• TASK REQUIREMENTS:
Go through the entries below and copy each line that holds the word "rotation".

═════ SUPPLIED ENTRIES

//! Tests for the layout model and its decoding.

use super::*;
use crate::error::LayoutError;
use crate::widget::WidgetId;

#[test]
fn layout_defaults_to_unit_scale() {
    let layout = Layout::default();
    assert_eq!(layout, Layout::new(0.0, 0.0, 1.0));
}

#[test]
fn missing_fields_take_defaults() {
    let decoded = DecodedLayout::from_json(r#"{"CLOCK":{"x":10}}"#).unwrap();
    let clock = decoded.map.entry(WidgetId::Clock).unwrap();
    assert_eq!(*clock, Layout::new(10.0, 0.0, 1.0));
}

#[test]
fn extra_fields_on_a_layout_are_ignored() {
    // Older writers stored the widget id inside each entry.
    let decoded =
        DecodedLayout::from_json(r#"{"BATTERY":{"id":"BATTERY","x":1,"y":2,"scale":1.5,"rotation":0}}"#)
            .unwrap();
    assert_eq!(
        decoded.map.entry(WidgetId::Battery),
        Some(&Layout::new(1.0, 2.0, 1.5))
    );
}

#[test]
fn unknown_keys_are_dropped_and_reported() {
    let decoded =
        DecodedLayout::from_json(r#"{"CLOCK":{"x":1},"WEATHER":{"x":2},"NOTES":[1,2]}"#).unwrap();
    assert_eq!(decoded.map.len(), 1);
    assert_eq!(decoded.dropped, vec!["WEATHER".to_string(), "NOTES".to_string()]);
}

#[test]
fn non_object_top_level_is_rejected() {
    for json in ["[]", "42", "\"CLOCK\"", "null"] {
        assert!(
            matches!(DecodedLayout::from_json(json), Err(LayoutError::Decode(_))),
            "{json} should be rejected"
        );
    }
}

#[test]
fn corrupt_json_is_rejected() {
    assert!(DecodedLayout::from_json("{\"CLOCK\":").is_err());
    assert!(DecodedLayout::from_json("").is_err());
}

#[test]
fn invalid_value_for_known_key_rejects_document() {
    assert!(DecodedLayout::from_json(r#"{"CLOCK":{"x":"left"}}"#).is_err());
    assert!(DecodedLayout::from_json(r#"{"CLOCK":{"scale":0}}"#).is_err());
    assert!(DecodedLayout::from_json(r#"{"CLOCK":{"scale":-2}}"#).is_err());
    assert!(DecodedLayout::from_json(r#"{"CLOCK":null}"#).is_err());
}

#[test]
fn empty_object_is_an_empty_map() {
    let decoded = DecodedLayout::from_json("{}").unwrap();
    assert!(decoded.map.is_empty());
    assert!(decoded.dropped.is_empty());
}

#[test]
fn map_serializes_with_wire_names_and_all_fields() {
    let map: LayoutMap = [(WidgetId::CommitBoard, Layout::new(1.0, -2.0, 1.0))]
        .into_iter()
        .collect();
    assert_eq!(
        map.to_json(),
        r#"{"COMMIT_BOARD":{"x":1.0,"y":-2.0,"scale":1.0,"rotation":0.0}}"#
    );
}

#[test]
fn resolve_falls_back_to_default() {
    let map = LayoutMap::new();
    assert_eq!(map.resolve(WidgetId::Clock), WidgetId::Clock.default_layout());
}

#[test]
fn merge_overwrites_only_given_entries() {
    let mut base: LayoutMap = [
        (WidgetId::Clock, Layout::new(1.0, 1.0, 1.0)),
        (WidgetId::Stats, Layout::new(2.0, 2.0, 2.0)),
    ]
    .into_iter()
    .collect();
    let patch: LayoutMap = [(WidgetId::Clock, Layout::new(9.0, 9.0, 1.0))]
        .into_iter()
        .collect();

    base.merge(&patch);
    assert_eq!(base.entry(WidgetId::Clock), Some(&Layout::new(9.0, 9.0, 1.0)));
    assert_eq!(base.entry(WidgetId::Stats), Some(&Layout::new(2.0, 2.0, 2.0)));
}

#[test]
fn layout_map_deserializes_through_lenient_path() {
    let map: LayoutMap = serde_json::from_str(r#"{"STATS":{"y":-5},"BOGUS":{}}"#).unwrap();
    assert_eq!(map.len(), 1);
    assert_eq!(map.entry(WidgetId::Stats), Some(&Layout::new(0.0, -5.0, 1.0)));
}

══════════

• ANSWER AREA:
        DecodedLayout::from_json(r#"{"BATTERY":{"id":"BATTERY","x":1,"y":2,"scale":1.5,"rotation":0}}"#)
        r#"{"COMMIT_BOARD":{"x":1.0,"y":-2.0,"scale":1.0,"rotation":0.0}}"#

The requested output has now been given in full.